Piano en la noche

Vence diciembre en Madrid. Por aquella ventana de aquel primer piso el viento helado se lleva la melodía de un piano. Melancólica, reposada, espiritual. Cuenta la historia de alguien que luchaba por ser feliz, mientras la vida se empeñaba en ponérselo difícil. Pese a todos los obstáculos y aflicciones, al final lo conseguía, sin ser demasiado tarde.

A través de la ventana entreabierta, y cuando el movimiento de la cortina, mecida por la corriente, lo permite, se ve al pianista concentrado, acariciando cada tecla, en una conversación personal, íntima, con ese instrumento de cuerda que murmura sentimientos. Se podría decir que respira. Y que a ratos parece gritar, o llorar. O amar.

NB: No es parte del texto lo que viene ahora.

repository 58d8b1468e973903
use once_cell::sync::Lazy;
use regex::Regex;
use scraper::{ElementRef, Html};

use crate::naming::alias::AliasTable;
use crate::naming::normalize::{identifier_from_attr, safe_name_from_text};

use super::element_model::{ElementCandidate, ElementKind};

/// Suffix appended to button and link names that do not come from an alias.
pub const ACTION_SUFFIX: &str = "_button";

static CSS_IDENT: Lazy<Regex> =
    Lazy::new(|| Regex::new(r"^-?[A-Za-z_][A-Za-z0-9_-]*$").expect("static regex"));

// ============================================================================
// Extraction entry points
// ============================================================================

/// Parse `html` and extract element candidates.
///
/// Output order: input-like fields, then buttons, then links, each in
/// document order. Elements without usable identity are skipped silently.
pub fn extract(html: &str, aliases: &AliasTable) -> Vec<ElementCandidate> {
    let document = Html::parse_document(html);
    extract_from_document(&document, aliases)
}

/// Same as [`extract`] for an already-parsed document.
pub fn extract_from_document(document: &Html, aliases: &AliasTable) -> Vec<ElementCandidate> {
    let elements: Vec<ElementRef<'_>> = document
        .root_element()
        .descendants()
        .filter_map(ElementRef::wrap)
        .collect();

    let mut candidates = Vec::new();
    candidates.extend(elements.iter().filter_map(|el| input_candidate(*el)));
    candidates.extend(
        elements
            .iter()
            .filter(|el| el.value().name() == "button")
            .filter_map(|el| action_candidate(*el, ElementKind::Button, aliases)),
    );
    candidates.extend(
        elements
            .iter()
            .filter(|el| el.value().name() == "a")
            .filter_map(|el| action_candidate(*el, ElementKind::Link, aliases)),
    );
    candidates
}

// ============================================================================
// Per-kind rules
// ============================================================================

/// `<input>` (not hidden), `<textarea>` and `<select>`: `id` first, then `name`.
fn input_candidate(el: ElementRef<'_>) -> Option<ElementCandidate> {
    let tag = el.value().name();
    let input_like = match tag {
        "input" => !attr(el, "type").is_some_and(|t| t.eq_ignore_ascii_case("hidden")),
        "textarea" | "select" => true,
        _ => false,
    };
    if !input_like {
        return None;
    }

    if let Some(id) = attr(el, "id") {
        return Some(ElementCandidate::new(
            identifier_from_attr(id),
            id_selector(id),
            ElementKind::Input,
        ));
    }

    attr(el, "name").map(|name| {
        ElementCandidate::new(
            identifier_from_attr(name),
            format!("[name='{}']", escape_css_single(name)),
            ElementKind::Input,
        )
    })
}

/// Buttons and links share one policy; only the selector scope differs.
fn action_candidate(
    el: ElementRef<'_>,
    kind: ElementKind,
    aliases: &AliasTable,
) -> Option<ElementCandidate> {
    if let Some(id) = attr(el, "id") {
        return Some(ElementCandidate::new(
            format!("{}{}", identifier_from_attr(id), ACTION_SUFFIX),
            id_selector(id),
            kind,
        ));
    }

    let text = visible_text(el);
    if text.is_empty() {
        return None;
    }

    let name = match aliases.resolve(&text) {
        Some(alias) => alias.to_string(),
        None => safe_name_from_text(&text, ACTION_SUFFIX),
    };

    Some(ElementCandidate::new(
        name,
        has_text_selector(kind, &text),
        kind,
    ))
}

// ============================================================================
// Selector helpers
// ============================================================================

/// `#id` for plain CSS identifiers, `[id='...']` otherwise.
pub fn id_selector(id: &str) -> String {
    if CSS_IDENT.is_match(id) {
        format!("#{}", id)
    } else {
        format!("[id='{}']", escape_css_single(id))
    }
}

/// Text-content match scoped to the element kind, e.g. `button:has-text("Login")`.
pub fn has_text_selector(kind: ElementKind, text: &str) -> String {
    let escaped = text.replace('\\', "\\\\").replace('"', "\\\"");
    format!("{}:has-text(\"{}\")", kind.text_scope(), escaped)
}

fn escape_css_single(value: &str) -> String {
    value.replace('\\', "\\\\").replace('\'', "\\'")
}

/// Non-empty attribute value, trimmed.
fn attr<'a>(el: ElementRef<'a>, name: &str) -> Option<&'a str> {
    el.value()
        .attr(name)
        .map(str::trim)
        .filter(|v| !v.is_empty())
}

/// Descendant text with whitespace runs collapsed.
fn visible_text(el: ElementRef<'_>) -> String {
    el.text()
        .collect::<String>()
        .split_whitespace()
        .collect::<Vec<_>>()
        .join(" ")
}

El pianista mira a su izquierda y sonríe levemente a alguien sentado muy cerca de él que no se distingue desde más allá de la ventana, al otro lado de la calle. Es una mirada de complicidad y de invitación a compartir ese momento mágico de intercambio de fluidos musicales entre unas manos que susurran y un piano que responde, a veces dulcemente, a veces con fuerza.

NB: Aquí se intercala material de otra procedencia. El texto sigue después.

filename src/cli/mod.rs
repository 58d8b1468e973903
pub mod commands;
pub mod config;
use std::path::{Path, PathBuf};

use serde::{Deserialize, Serialize};

use crate::error::GeneratorError;

use super::writer::write_atomic;

/// Sidecar record of what the generator declared in an artifact.
#[derive(Debug, Clone, PartialEq, Eq, Serialize, Deserialize)]
pub struct ArtifactManifest {
    pub artifact_name: String,
    /// Element names in declaration order.
    pub declared: Vec<String>,
    /// SHA-1 of the artifact content at the time the manifest was written.
    pub fingerprint: String,
}

impl ArtifactManifest {
    pub fn new(artifact_name: impl Into<String>, declared: Vec<String>, content: &str) -> Self {
        Self {
            artifact_name: artifact_name.into(),
            declared,
            fingerprint: fingerprint(content),
        }
    }

    /// True when `content` is exactly what this manifest was written for.
    pub fn matches(&self, content: &str) -> bool {
        self.fingerprint == fingerprint(content)
    }
}

/// `tests/pages/common/login_page.py` -> `tests/pages/common/login_page.manifest.json`
pub fn manifest_path(artifact_path: &Path) -> PathBuf {
    artifact_path.with_extension("manifest.json")
}

pub fn fingerprint(content: &str) -> String {
    use sha1::{Digest, Sha1};

    let mut hasher = Sha1::new();
    hasher.update(content.as_bytes());
    format!("{:x}", hasher.finalize())
}

/// Load the manifest next to `artifact_path`.
///
/// Missing, unreadable or malformed manifests all yield `None`; the caller
/// falls back to scanning the artifact text.
pub fn load_manifest(artifact_path: &Path) -> Option<ArtifactManifest> {
    let content = std::fs::read_to_string(manifest_path(artifact_path)).ok()?;
    serde_json::from_str(&content).ok()
}

pub fn write_manifest(artifact_path: &Path, manifest: &ArtifactManifest) -> Result<(), GeneratorError> {
    let path = manifest_path(artifact_path);
    let json = serde_json::to_string_pretty(manifest).map_err(|e| GeneratorError::Manifest {
        path: path.clone(),
        source: e,
    })?;
    write_atomic(&path, &(json + "\n"))
}
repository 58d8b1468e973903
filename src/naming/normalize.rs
use once_cell::sync::Lazy;
use regex::Regex;

/// Placeholder word used when visible text has nothing usable left.
pub const UNNAMED: &str = "unnamed";

/// Python keywords; an element named after one gets a trailing `_`.
pub const PYTHON_KEYWORDS: &[&str] = &[
    "False", "None", "True", "and", "as", "assert", "async", "await", "break", "class",
    "continue", "def", "del", "elif", "else", "except", "finally", "for", "from", "global",
    "if", "import", "in", "is", "lambda", "nonlocal", "not", "or", "pass", "raise", "return",
    "try", "while", "with", "yield",
];

/// Members every page object already defines; element names must not shadow them.
pub const RESERVED_MEMBERS: &[&str] = &[
    "page",
    "_element",
    "fill_input",
    "click_button",
    "get_text",
    "is_visible",
];

static NOT_ALNUM_OR_SPACE: Lazy<Regex> =
    Lazy::new(|| Regex::new(r"[^a-zA-Z0-9\s]").expect("static regex"));

// A capitalized word preceded by anything: "HTTPServer" -> "HTTP_Server"
static BEFORE_CAPITALIZED_WORD: Lazy<Regex> =
    Lazy::new(|| Regex::new(r"(.)([A-Z][a-z]+)").expect("static regex"));

// Lower/digit directly followed by upper: "loginPage" -> "login_Page"
static LOWER_TO_UPPER: Lazy<Regex> =
    Lazy::new(|| Regex::new(r"([a-z0-9])([A-Z])").expect("static regex"));

// ============================================================================
// Visible text -> identifier
// ============================================================================

/// Split visible text into lowercase identifier words.
///
/// Everything outside ASCII alphanumerics and whitespace is dropped first,
/// so `"Log in!"` becomes `["log", "in"]` and `"×"` becomes `[]`.
pub fn to_identifier_words(text: &str) -> Vec<String> {
    NOT_ALNUM_OR_SPACE
        .replace_all(text, "")
        .split_whitespace()
        .map(|w| w.to_lowercase())
        .collect()
}

/// Derive a snake_case name from visible text and append `suffix`.
///
/// Falls back to `"unnamed" + suffix` when the cleaned text is empty.
pub fn safe_name_from_text(text: &str, suffix: &str) -> String {
    let words = to_identifier_words(text);
    let base = if words.is_empty() {
        UNNAMED.to_string()
    } else {
        words.join("_")
    };
    guard_identifier(format!("{}{}", base, suffix))
}

/// Turn an `id` / `name` attribute value into an identifier fragment.
///
/// Lowercases and replaces anything outside `[a-z0-9_]` with `_`.
pub fn identifier_from_attr(value: &str) -> String {
    let cleaned: String = value
        .trim()
        .to_lowercase()
        .chars()
        .map(|c| {
            if c.is_ascii_alphanumeric() || c == '_' {
                c
            } else {
                '_'
            }
        })
        .collect();
    guard_identifier(cleaned)
}

/// Keep a derived name importable: no leading digit, no keyword, no clash
/// with members of the generated class.
fn guard_identifier(name: String) -> String {
    let name = if name.starts_with(|c: char| c.is_ascii_digit()) {
        format!("el_{}", name)
    } else {
        name
    };

    if PYTHON_KEYWORDS.contains(&name.as_str()) || RESERVED_MEMBERS.contains(&name.as_str()) {
        format!("{}_", name)
    } else {
        name
    }
}

// ============================================================================
// Naming convention conversion
// ============================================================================

/// Convert `CapitalizedWords` to `separator_joined` form.
///
/// Two boundary rules run in sequence: first split before every capitalized
/// word, then split lower/digit-to-upper transitions. `"HTTPServerPage"`
/// yields `"http_server_page"` and `"LoginPage"` yields `"login_page"`.
pub fn camel_to_snake(name: &str) -> String {
    let split_words = BEFORE_CAPITALIZED_WORD.replace_all(name, "${1}_${2}");
    LOWER_TO_UPPER
        .replace_all(&split_words, "${1}_${2}")
        .to_lowercase()
}

/// Derive a page-object class name from a URL.
///
/// Uses the last two path parts (split on `/`, `-` and `_`), capitalized and
/// joined, plus `Page`. A URL without path parts maps to `HomePage`.
pub fn class_name_from_url(url: &str) -> String {
    let path = crate::artifact::path::url_path(url);
    let parts: Vec<String> = path
        .split(['/', '-', '_'])
        .map(|p| p.chars().filter(|c| c.is_ascii_alphanumeric()).collect::<String>())
        .filter(|p| !p.is_empty())
        .collect();

    if parts.is_empty() {
        return "HomePage".to_string();
    }

    let tail = &parts[parts.len().saturating_sub(2)..];
    let mut name: String = tail.iter().map(|p| capitalize(p)).collect();
    if name.starts_with(|c: char| c.is_ascii_digit()) {
        name.insert(0, 'P');
    }
    name.push_str("Page");
    name
}

/// Check that a name can be emitted verbatim as a class name.
pub fn is_valid_artifact_name(name: &str) -> bool {
    let mut chars = name.chars();
    match chars.next() {
        Some(first) if first.is_ascii_alphabetic() => {
            chars.all(|c| c.is_ascii_alphanumeric() || c == '_')
        }
        _ => false,
    }
}

fn capitalize(word: &str) -> String {
    let lower = word.to_lowercase();
    let mut chars = lower.chars();
    match chars.next() {
        Some(first) => first.to_ascii_uppercase().to_string() + chars.as_str(),
        None => String::new(),
    }
}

Cuando el pianista acaba, la música permanece en el aire durante unos segundos, flotando con suavidad. Casi podría tocarse y sentirse con los dedos. Se levanta, emocionado, y abraza a su público, unipersonal, mientras el eco del piano envuelve la casa y la calle entera.

Cae la noche gélida en Madrid. En el cristal de la ventana ya cerrada se ha formado un denso vaho que difumina el final feliz de la melodía del piano.